For instance, if you dislike industrial agriculture with its chemically poisoned fields, rows upon rows of plastic greenhouses, inhumane factory farms and all the rest, then you can take up homesteading. Then, instead of spending your days sitting in an air-conditioned office looking at a screen you would spend them walking slowly while looking at the rear end of a draft horse, or working a pitchfork while your children grope around in the dirt looking for potatoes to throw in a bucket (as we were doing a couple of weeks ago). But no matter what you do, there will still be social machines, and you will still have to deal with them.

Next, we have to accept that social machines are to a large extent staffed and almost exclusively run by psychopaths:

“…What to a healthy society looks like a terrible character flaw appears perfectly normal, even laudable, in the context of a social machine. Lack of empathy is seen as cool, professional detachment; a psychopath would never let emotion cloud her judgment. Sadistic tendencies (psychopaths hurt people in order to make themselves feel something) are perceived as signs of an incorruptible nature: the rules are the rules! … Because of this, social machines act as psychopath incubators. Psychopaths are not the healthiest of specimens, but because of their greater inclusive fitness within social machines, psychopaths tend to persist and thrive within them while non-psychopaths do not.” [p. 194]

The fact that within social machines psychopaths rise to the top is easy to grasp:

“If having some psychopathic tendencies is helpful for fitting in within a social machine, having more psychopathic tendencies is even more helpful.

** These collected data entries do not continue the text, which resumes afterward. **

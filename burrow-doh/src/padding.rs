//! EDNS(0) padding, RFC 7830.
//!
//! Queries are padded to a multiple of 128 bytes (the RFC 8467
//! recommendation) so that their length reveals as little as possible to an
//! on-path observer. A query that already carries a padding option is the
//! application's business and passes through untouched.

use hickory_proto::op::{Edns, Message};
use hickory_proto::rr::rdata::opt::{EdnsCode, EdnsOption};
use hickory_proto::serialize::binary::BinDecodable;

use crate::error::Result;

/// Block size queries are padded to.
pub const PADDING_BLOCK_SIZE: usize = 128;

// Encoded size of an OPT pseudo-record with no options:
// root name (1) + type (2) + class (2) + ttl (4) + rdlength (2).
const OPT_RR_HEADER_LEN: usize = 11;

// Option code (2) + option length (2).
const OPT_PADDING_HEADER_LEN: usize = 4;

/// Number of padding bytes needed, excluding headers. Assumes `msg_len` is
/// the length of the message without any padding option and that labels are
/// fully compressed.
fn compute_padding_len(msg_len: usize, has_opt: bool) -> usize {
    let mut extra = OPT_PADDING_HEADER_LEN;
    if !has_opt {
        // No OPT record yet, so its header will be added too.
        extra += OPT_RR_HEADER_LEN;
    }
    let rem = (msg_len + extra) % PADDING_BLOCK_SIZE;
    if rem == 0 {
        0
    } else {
        PADDING_BLOCK_SIZE - rem
    }
}

/// Add an EDNS(0) padding option to a raw DNS message.
///
/// Returns the input unchanged when it already carries a padding option.
pub fn add_edns_padding(raw: &[u8]) -> Result<Vec<u8>> {
    let mut msg = Message::from_bytes(raw)?;

    let has_opt = match msg.extensions() {
        Some(edns) => {
            if edns.options().get(EdnsCode::Padding).is_some() {
                return Ok(raw.to_vec());
            }
            true
        }
        None => false,
    };

    // The wire length may compress labels differently than we would, so
    // measure a re-encoded copy rather than trusting `raw.len()`.
    let base_len = msg.to_vec()?.len();
    let pad_len = compute_padding_len(base_len, has_opt);

    let mut edns = msg.extensions().clone().unwrap_or_else(Edns::new);
    edns.options_mut().insert(EdnsOption::Unknown(
        u16::from(EdnsCode::Padding),
        vec![0u8; pad_len],
    ));
    msg.set_edns(edns);

    Ok(msg.to_vec()?)
}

Consequently, within social machines, pure psychopaths rise through the ranks and concentrate at the top. It should be entirely unsurprising, then, that when we look at the upper echelons of business and government—the C-suite, the boards of directors, the executive branches, the legislatures and the courts—we find that they are pretty much stocked with total psychopaths.” [p. 195]

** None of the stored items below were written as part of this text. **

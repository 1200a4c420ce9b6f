//! Host name to address-set map with a sticky "confirmed" address.
//!
//! Each name owns an [`IpSet`]: the addresses known for that name, in
//! insertion order, plus at most one address that most recently carried a
//! successful transaction. Dialers try the confirmed address first and
//! disconfirm it when it stops working. Sets are additive; addresses are
//! never removed.

use std::collections::HashMap;
use std::net::IpAddr;
use std::sync::Arc;

use parking_lot::Mutex;
use tracing::{debug, trace};

/// Memoised map from host name to its [`IpSet`].
#[derive(Default)]
pub struct IpMap {
    entries: Mutex<HashMap<String, Arc<IpSet>>>,
}

impl IpMap {
    pub fn new() -> Self {
        Self::default()
    }

    /// The set for `name`, created on first use.
    ///
    /// A name that parses as an IP literal yields a one-element set with
    /// that address pre-confirmed. Anything else gets a best-effort system
    /// resolution; failure leaves the set empty for the caller to seed.
    pub async fn get(&self, name: &str) -> Arc<IpSet> {
        if let Some(set) = self.entries.lock().get(name) {
            return Arc::clone(set);
        }
        let set = Arc::new(IpSet::new());
        if let Ok(ip) = name.parse::<IpAddr>() {
            set.confirm(ip);
        } else {
            for ip in resolve(name).await {
                set.add_addr(ip);
            }
        }
        let mut entries = self.entries.lock();
        Arc::clone(entries.entry(name.to_string()).or_insert(set))
    }
}

#[derive(Default)]
struct IpSetInner {
    ips: Vec<IpAddr>,
    confirmed: Option<IpAddr>,
}

/// The addresses known for one name. All methods are safe to call
/// concurrently; `confirmed` is read and written under the same lock as the
/// address list, so readers never observe a torn value.
#[derive(Default)]
pub struct IpSet {
    inner: Mutex<IpSetInner>,
}

impl IpSet {
    pub fn new() -> Self {
        Self::default()
    }

    /// Union the addresses behind `name` into the set. `name` may be an IP
    /// literal or a host name; resolution failures are ignored.
    pub async fn add(&self, name: &str) {
        if let Ok(ip) = name.parse::<IpAddr>() {
            self.add_addr(ip);
            return;
        }
        for ip in resolve(name).await {
            self.add_addr(ip);
        }
    }

    /// Add a single address. Duplicates are ignored.
    pub fn add_addr(&self, ip: IpAddr) {
        let mut inner = self.inner.lock();
        if !inner.ips.contains(&ip) {
            inner.ips.push(ip);
        }
    }

    /// Mark `ip` as known-good, adding it if new.
    pub fn confirm(&self, ip: IpAddr) {
        let mut inner = self.inner.lock();
        if !inner.ips.contains(&ip) {
            inner.ips.push(ip);
        }
        if inner.confirmed != Some(ip) {
            debug!(%ip, "confirmed address");
            inner.confirmed = Some(ip);
        }
    }

    /// Clear the confirmed address, but only if it is still `ip`.
    /// The address stays in the set.
    pub fn disconfirm(&self, ip: IpAddr) {
        let mut inner = self.inner.lock();
        if inner.confirmed == Some(ip) {
            debug!(%ip, "disconfirmed address");
            inner.confirmed = None;
        }
    }

    pub fn confirmed(&self) -> Option<IpAddr> {
        self.inner.lock().confirmed
    }

    /// All known addresses, in insertion order.
    pub fn all(&self) -> Vec<IpAddr> {
        self.inner.lock().ips.clone()
    }

    pub fn is_empty(&self) -> bool {
        self.inner.lock().ips.is_empty()
    }
}

async fn resolve(name: &str) -> Vec<IpAddr> {
    match tokio::net::lookup_host((name, 0u16)).await {
        Ok(addrs) => addrs.map(|a| a.ip()).collect(),
        Err(e) => {
            trace!(name, error = %e, "system resolution failed");
            Vec::new()
        }
    }
}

Finally, let’s draw some conclusions, which should by now be perfectly obvious. All of the Hate Cults mentioned above are focused on national leaders. Nation-states are social machines par excellence. Social machines are run by psychopaths. Whatever it is they do, you can be absolutely sure that it's nothing personal, entirely beyond your control, and nothing to get worked up about. My sincere and earnest hope is that once you digest and accept these facts, becoming emotional about some psychopathic figurehead or other will start to look silly to you, the spell will be broken, the political vitriol in your brain will eventually get metabolized to something less toxic (urine, probably) and you will stop wasting your energies and feel better. As far as all of the Cathedrals of Hate—please don’t go near any of them. Cults are bad; political hate cults doubly so.